## Exercise
Among the entries below, only the lines starting at the one with "Ok((record, source)) =>" and ending at the one with "if let Err(err) = store::remove_record(&record_path).await", both included, are to be printed exactly.
------ Source material ------
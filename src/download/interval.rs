use serde::{Deserialize, Serialize};

/// Closed byte range `[low, high]`.
#[derive(Debug, Clone, Copy, PartialEq, Eq, Hash, PartialOrd, Ord, Serialize, Deserialize)]
pub struct Interval {
    pub low: u64,
    pub high: u64,
}

impl Interval {
    pub fn new(low: u64, high: u64) -> Self {
        debug_assert!(low <= high, "interval low {low} > high {high}");
        Self { low, high }
    }

    /// `len` bytes starting at `low`; `None` for an empty range.
    pub fn with_len(low: u64, len: u64) -> Option<Self> {
        if len == 0 {
            return None;
        }
        Some(Self {
            low,
            high: low.checked_add(len - 1)?,
        })
    }

    /// Half-open `[low, high_exclusive)`; `None` when empty.
    pub fn from_exclusive(low: u64, high_exclusive: u64) -> Option<Self> {
        if high_exclusive <= low {
            return None;
        }
        Some(Self {
            low,
            high: high_exclusive - 1,
        })
    }

    #[allow(clippy::len_without_is_empty)]
    pub fn len(&self) -> u64 {
        self.high - self.low + 1
    }

    pub fn contains(&self, offset: u64) -> bool {
        self.low <= offset && offset <= self.high
    }

    pub fn covers(&self, other: &Interval) -> bool {
        self.low <= other.low && other.high <= self.high
    }

    pub fn overlaps(&self, other: &Interval) -> bool {
        self.low <= other.high && other.low <= self.high
    }

    pub fn intersect(&self, other: &Interval) -> Option<Interval> {
        if !self.overlaps(other) {
            return None;
        }
        Some(Interval {
            low: self.low.max(other.low),
            high: self.high.min(other.high),
        })
    }

    pub fn high_exclusive(&self) -> u64 {
        self.high.saturating_add(1)
    }
}

impl std::fmt::Display for Interval {
    fn fmt(&self, f: &mut std::fmt::Formatter<'_>) -> std::fmt::Result {
        write!(f, "{}-{}", self.low, self.high)
    }
}

/// Sorted set of disjoint, non-adjacent intervals. Adjacent or overlapping
/// inserts are merged.
#[derive(Debug, Clone, Default, PartialEq, Eq, Serialize, Deserialize)]
#[serde(from = "Vec<Interval>", into = "Vec<Interval>")]
pub struct IntervalSet {
    ranges: Vec<Interval>,
}

impl From<Vec<Interval>> for IntervalSet {
    fn from(value: Vec<Interval>) -> Self {
        let mut set = IntervalSet::new();
        for iv in value {
            if iv.low <= iv.high {
                set.add(iv);
            }
        }
        set
    }
}

impl From<IntervalSet> for Vec<Interval> {
    fn from(value: IntervalSet) -> Self {
        value.ranges
    }
}

impl FromIterator<Interval> for IntervalSet {
    fn from_iter<T: IntoIterator<Item = Interval>>(iter: T) -> Self {
        let mut set = IntervalSet::new();
        for iv in iter {
            set.add(iv);
        }
        set
    }
}

impl IntervalSet {
    pub fn new() -> Self {
        Self { ranges: Vec::new() }
    }

    /// Whole file `[0, size)`; empty when `size == 0`.
    pub fn full(size: u64) -> Self {
        let mut set = Self::new();
        if let Some(iv) = Interval::from_exclusive(0, size) {
            set.ranges.push(iv);
        }
        set
    }

    pub fn single(iv: Interval) -> Self {
        Self { ranges: vec![iv] }
    }

    pub fn is_empty(&self) -> bool {
        self.ranges.is_empty()
    }

    /// Number of disjoint intervals.
    pub fn count(&self) -> usize {
        self.ranges.len()
    }

    /// Total bytes covered.
    pub fn size(&self) -> u64 {
        self.ranges.iter().map(Interval::len).sum()
    }

    pub fn iter(&self) -> impl Iterator<Item = &Interval> {
        self.ranges.iter()
    }

    pub fn as_slice(&self) -> &[Interval] {
        &self.ranges
    }

    pub fn first(&self) -> Option<Interval> {
        self.ranges.first().copied()
    }

    pub fn last(&self) -> Option<Interval> {
        self.ranges.last().copied()
    }

    pub fn clear(&mut self) {
        self.ranges.clear();
    }

    pub fn add(&mut self, iv: Interval) {
        let mut low = iv.low;
        let mut high = iv.high;
        let start = self
            .ranges
            .partition_point(|r| r.high.saturating_add(1) < low);
        let mut end = start;
        while end < self.ranges.len() && self.ranges[end].low <= high.saturating_add(1) {
            low = low.min(self.ranges[end].low);
            high = high.max(self.ranges[end].high);
            end += 1;
        }
        self.ranges
            .splice(start..end, std::iter::once(Interval { low, high }));
    }

    pub fn add_all(&mut self, other: &IntervalSet) {
        for iv in &other.ranges {
            self.add(*iv);
        }
    }

    pub fn remove(&mut self, iv: Interval) {
        let start = self.ranges.partition_point(|r| r.high < iv.low);
        let mut end = start;
        let mut keep = Vec::with_capacity(2);
        while end < self.ranges.len() && self.ranges[end].low <= iv.high {
            let r = self.ranges[end];
            if r.low < iv.low {
                keep.push(Interval::new(r.low, iv.low - 1));
            }
            if r.high > iv.high {
                keep.push(Interval::new(iv.high + 1, r.high));
            }
            end += 1;
        }
        self.ranges.splice(start..end, keep);
    }

    pub fn remove_all(&mut self, other: &IntervalSet) {
        for iv in &other.ranges {
            self.remove(*iv);
        }
    }

    /// True when every byte of `iv` is in the set.
    pub fn contains(&self, iv: &Interval) -> bool {
        let idx = self.ranges.partition_point(|r| r.high < iv.low);
        self.ranges.get(idx).is_some_and(|r| r.covers(iv))
    }

    pub fn contains_offset(&self, offset: u64) -> bool {
        let idx = self.ranges.partition_point(|r| r.high < offset);
        self.ranges.get(idx).is_some_and(|r| r.low <= offset)
    }

    /// True when any byte of `iv` is in the set.
    pub fn overlaps(&self, iv: &Interval) -> bool {
        let idx = self.ranges.partition_point(|r| r.high < iv.low);
        self.ranges.get(idx).is_some_and(|r| r.low <= iv.high)
    }

    pub fn overlaps_set(&self, other: &IntervalSet) -> bool {
        other.ranges.iter().any(|iv| self.overlaps(iv))
    }

    pub fn intersect_interval(&self, iv: &Interval) -> IntervalSet {
        let start = self.ranges.partition_point(|r| r.high < iv.low);
        let ranges = self.ranges[start..]
            .iter()
            .take_while(|r| r.low <= iv.high)
            .filter_map(|r| r.intersect(iv))
            .collect();
        IntervalSet { ranges }
    }

    pub fn intersect(&self, other: &IntervalSet) -> IntervalSet {
        let mut out = IntervalSet::new();
        for iv in &other.ranges {
            for hit in self.intersect_interval(iv).ranges {
                out.ranges.push(hit);
            }
        }
        // Hits from distinct inputs may touch; re-merge.
        out.ranges.iter().copied().collect()
    }

    /// Complement of the set within `[0, size)`.
    pub fn invert(&self, size: u64) -> IntervalSet {
        let mut out = IntervalSet::new();
        let mut next = 0u64;
        for r in &self.ranges {
            if r.low >= size {
                break;
            }
            if r.low > next {
                out.ranges.push(Interval::new(next, r.low - 1));
            }
            next = r.high.saturating_add(1);
        }
        if next < size {
            out.ranges.push(Interval::new(next, size - 1));
        }
        out
    }

    /// First range of `[0, size)` not covered by the set.
    pub fn first_gap(&self, size: u64) -> Option<Interval> {
        self.invert(size).first()
    }

    /// Last range of `[0, size)` not covered by the set.
    pub fn last_gap(&self, size: u64) -> Option<Interval> {
        self.invert(size).last()
    }

    /// Length of the run starting at offset 0.
    pub fn leading_len(&self) -> u64 {
        match self.ranges.first() {
            Some(r) if r.low == 0 => r.len(),
            _ => 0,
        }
    }
}

impl std::fmt::Display for IntervalSet {
    fn fmt(&self, f: &mut std::fmt::Formatter<'_>) -> std::fmt::Result {
        f.write_str("[")?;
        for (i, r) in self.ranges.iter().enumerate() {
            if i > 0 {
                f.write_str(", ")?;
            }
            write!(f, "{r}")?;
        }
        f.write_str("]")
    }
}
pub async fn scan_recoverable_sessions(download_dir: &Path) -> Result<Vec<RecoveredSession>> {
    let mut out = Vec::new();
    let mut rd =
        tokio::fs::read_dir(download_dir)
            .await
            .map_err(|source| DownloadStoreError::ReadDir {
                path: download_dir.to_path_buf(),
                source,
            })?;

    while let Some(entry) = rd
        .next_entry()
        .await
        .map_err(|source| DownloadStoreError::ReadDir {
            path: download_dir.to_path_buf(),
            source,
        })?
    {
        let path = entry.path();
        if !is_primary_record_file(&path) {
            continue;
        }

        match load_record_with_fallback(&path).await {
            Ok((record, source)) => {
                out.push(RecoveredSession {
                    part_path: part_path_for(download_dir, record.id),
                    record_path: path,
                    record,
                    source,
                });
            }
            Err(err) => {
                tracing::warn!(path = %path.display(), error = %err, "failed to recover session record");
            }
        }
    }
    out.sort_by_key(|r| r.record.id);
    Ok(out)
}

pub async fn load_known_entries(path: &Path) -> Result<Vec<KnownFileEntry>> {
    if !path.exists() {
        return Ok(Vec::new());
    }
    let bytes = tokio::fs::read(path)
        .await
        .map_err(|source| DownloadStoreError::ReadFile {
            path: path.to_path_buf(),
            source,
        })?;
    serde_json::from_slice(&bytes).map_err(|source| DownloadStoreError::ParseKnown {
        path: path.to_path_buf(),
        source,
    })
}
impl Service {
    fn params(&self, mut params: SessionParams) -> SessionParams {
        params.known_files = Some(self.cfg.known_files.clone());
        params
    }

    async fn recover(&mut self, entry: RecoveredSession) {
        let RecoveredSession {
            record_path,
            part_path,
            record,
            source,
        } = entry;
        if record.state == DownloadState::Complete {
            if let Err(err) = store::remove_record(&record_path).await {
                tracing::warn!(path = %record_path.display(), error = %err, "failed to remove stale record");
            }
            return;
        }
        let was_running = record.state.is_active();
        let id = record.id;
        let params = self.params(SessionParams::from_record(
            record,
            part_path,
            self.cfg.incoming_dir.clone(),
        ));
        let session =
            match DownloadSession::open(params, self.cfg.session.clone(), self.deps.clone()).await {
                Ok(s) => s,
                Err(err) => {
                    tracing::warn!(download = %id, error = %err, "failed to reopen recovered download");
                    return;
                }
            };
        tracing::info!(
            download = %id,
            file = %session.status().file_name,
            from = ?source,
            state = ?session.state(),
            "recovered download"
        );
        if was_running
            && self.cfg.auto_resume
            && let Err(err) = session.resume()
        {
            tracing::warn!(download = %id, error = %err, "failed to resume recovered download");
        }
        self.sessions.insert(
            id,
            Entry {
                session,
                retired: false,
            },
        );
    }

    fn active_count(&self) -> usize {
        self.sessions
            .values()
            .filter(|e| e.session.state().is_active())
            .count()
    }

    fn get(&self, id: DownloadId) -> Result<&DownloadSession> {
        self.sessions
            .get(&id)
            .map(|e| &e.session)
            .ok_or(DownloadError::UnknownDownload(id))
    }

    async fn add(&mut self, download: NewDownload) -> Result<DownloadId> {
        let id = store::allocate_next_id(&self.cfg.download_dir).await?;
        let mut params = self.params(SessionParams::new(
            id,
            download.file_name,
            download.file_size,
            store::part_path_for(&self.cfg.download_dir, id),
            self.cfg.incoming_dir.clone(),
        ));
        params.content_hash = download.content_hash;
        params.sources = download.sources;
        let session = DownloadSession::open(params, self.cfg.session.clone(), self.deps.clone()).await?;
        store::save_record(&store::record_path_for(&self.cfg.download_dir, id), &session.record())
            .await?;
        if download.start {
            session.start()?;
        }
        tracing::info!(download = %id, file = %session.status().file_name, "download added");
        self.sessions.insert(
            id,
            Entry {
                session,
                retired: false,
            },
        );
        Ok(id)
    }

    /// Writes every live record; drops the record of finished downloads.
    async fn persist_all(&mut self) {
        let dir = self.cfg.download_dir.clone();
        for (id, entry) in self.sessions.iter_mut() {
            if entry.retired {
                continue;
            }
            let path = store::record_path_for(&dir, *id);
            if entry.session.state() == DownloadState::Complete {
                match store::remove_record(&path).await {
                    Ok(()) => entry.retired = true,
                    Err(err) => {
                        tracing::warn!(download = %id, error = %err, "failed to remove finished record");
                    }
                }
                continue;
            }
            if let Err(err) = store::save_record(&path, &entry.session.record()).await {
                tracing::warn!(download = %id, error = %err, "failed to persist download");
            }
        }
    }

    fn status(&self, running: bool, recovered: usize, started_at: Instant) -> DownloadServiceStatus {
        DownloadServiceStatus {
            running,
            sessions: self.sessions.len(),
            active: self.active_count(),
            recovered_on_start: recovered,
            started_at,
        }
    }

    async fn run(
        mut self,
        mut rx: mpsc::Receiver<DownloadCommand>,
        status_tx: watch::Sender<DownloadServiceStatus>,
    ) -> Result<()> {
        let (recovered, started_at) = {
            let st = status_tx.borrow();
            (st.recovered_on_start, st.started_at)
        };
        let mut persist = tokio::time::interval(self.cfg.persist_every.max(Duration::from_millis(10)));
        persist.set_missed_tick_behavior(tokio::time::MissedTickBehavior::Skip);
        persist.tick().await;

        loop {
            let cmd = tokio::select! {
                cmd = rx.recv() => cmd,
                _ = persist.tick() => {
                    self.persist_all().await;
                    let _ = status_tx.send(self.status(true, recovered, started_at));
                    continue;
                }
            };
            let Some(cmd) = cmd else {
                break;
            };
            tracing::trace!(?cmd, "download command");
            match cmd {
                DownloadCommand::Ping { reply } => {
                    let _ = reply.send(());
                }
                DownloadCommand::Add { download, reply } => {
                    let res = self.add(download).await;
                    let _ = reply.send(res);
                }
                DownloadCommand::AddSources { id, sources, reply } => {
                    let res = self.get(id).map(|s| s.add_candidate_sources(sources));
                    let _ = reply.send(res);
                }
                DownloadCommand::Pause { id, reply } => {
                    let res = self.get(id).and_then(|s| s.pause().map_err(DownloadError::from));
                    let _ = reply.send(res);
                }
                DownloadCommand::Resume { id, reply } => {
                    let res = self.get(id).and_then(|s| s.resume().map_err(DownloadError::from));
                    let _ = reply.send(res);
                }
                DownloadCommand::Stop { id, reply } => {
                    let res = self.get(id).and_then(|s| s.stop().map_err(DownloadError::from));
                    let _ = reply.send(res);
                }
                DownloadCommand::Session { id, reply } => {
                    let _ = reply.send(self.get(id).cloned());
                }
                DownloadCommand::List { reply } => {
                    let list = self.sessions.values().map(|e| e.session.status()).collect();
                    let _ = reply.send(list);
                }
                DownloadCommand::InboundPush {
                    file_name,
                    file_index,
                    source_id,
                    stream,
                    reply,
                } => {
                    let matched =
                        self.deps
                            .push
                            .accept_inbound(&file_name, file_index, &source_id, stream);
                    let _ = reply.send(matched);
                }
                DownloadCommand::Shutdown { reply } => {
                    self.halt_all().await;
                    let _ = status_tx.send(self.status(false, recovered, started_at));
                    let _ = reply.send(());
                    return Ok(());
                }
            }
            let _ = status_tx.send(self.status(true, recovered, started_at));
        }

        self.halt_all().await;
        let _ = status_tx.send(self.status(false, recovered, started_at));
        Ok(())
    }

    async fn halt_all(&mut self) {
        for entry in self.sessions.values() {
            entry.session.halt().await;
        }
        self.persist_all().await;
        tracing::info!(sessions = self.sessions.len(), "download service stopped");
    }
}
------
## Response box
            Ok((record, source)) => {
                out.push(RecoveredSession {
                    part_path: part_path_for(download_dir, record.id),
                    record_path: path,
                    record,
                    source,
                });
            }
            Err(err) => {
                tracing::warn!(path = %path.display(), error = %err, "failed to recover session record");
            }
        }
    }
    out.sort_by_key(|r| r.record.id);
    Ok(out)
}

pub async fn load_known_entries(path: &Path) -> Result<Vec<KnownFileEntry>> {
    if !path.exists() {
        return Ok(Vec::new());
    }
    let bytes = tokio::fs::read(path)
        .await
        .map_err(|source| DownloadStoreError::ReadFile {
            path: path.to_path_buf(),
            source,
        })?;
    serde_json::from_slice(&bytes).map_err(|source| DownloadStoreError::ParseKnown {
        path: path.to_path_buf(),
        source,
    })
}
impl Service {
    fn params(&self, mut params: SessionParams) -> SessionParams {
        params.known_files = Some(self.cfg.known_files.clone());
        params
    }

    async fn recover(&mut self, entry: RecoveredSession) {
        let RecoveredSession {
            record_path,
            part_path,
            record,
            source,
        } = entry;
        if record.state == DownloadState::Complete {
            if let Err(err) = store::remove_record(&record_path).await {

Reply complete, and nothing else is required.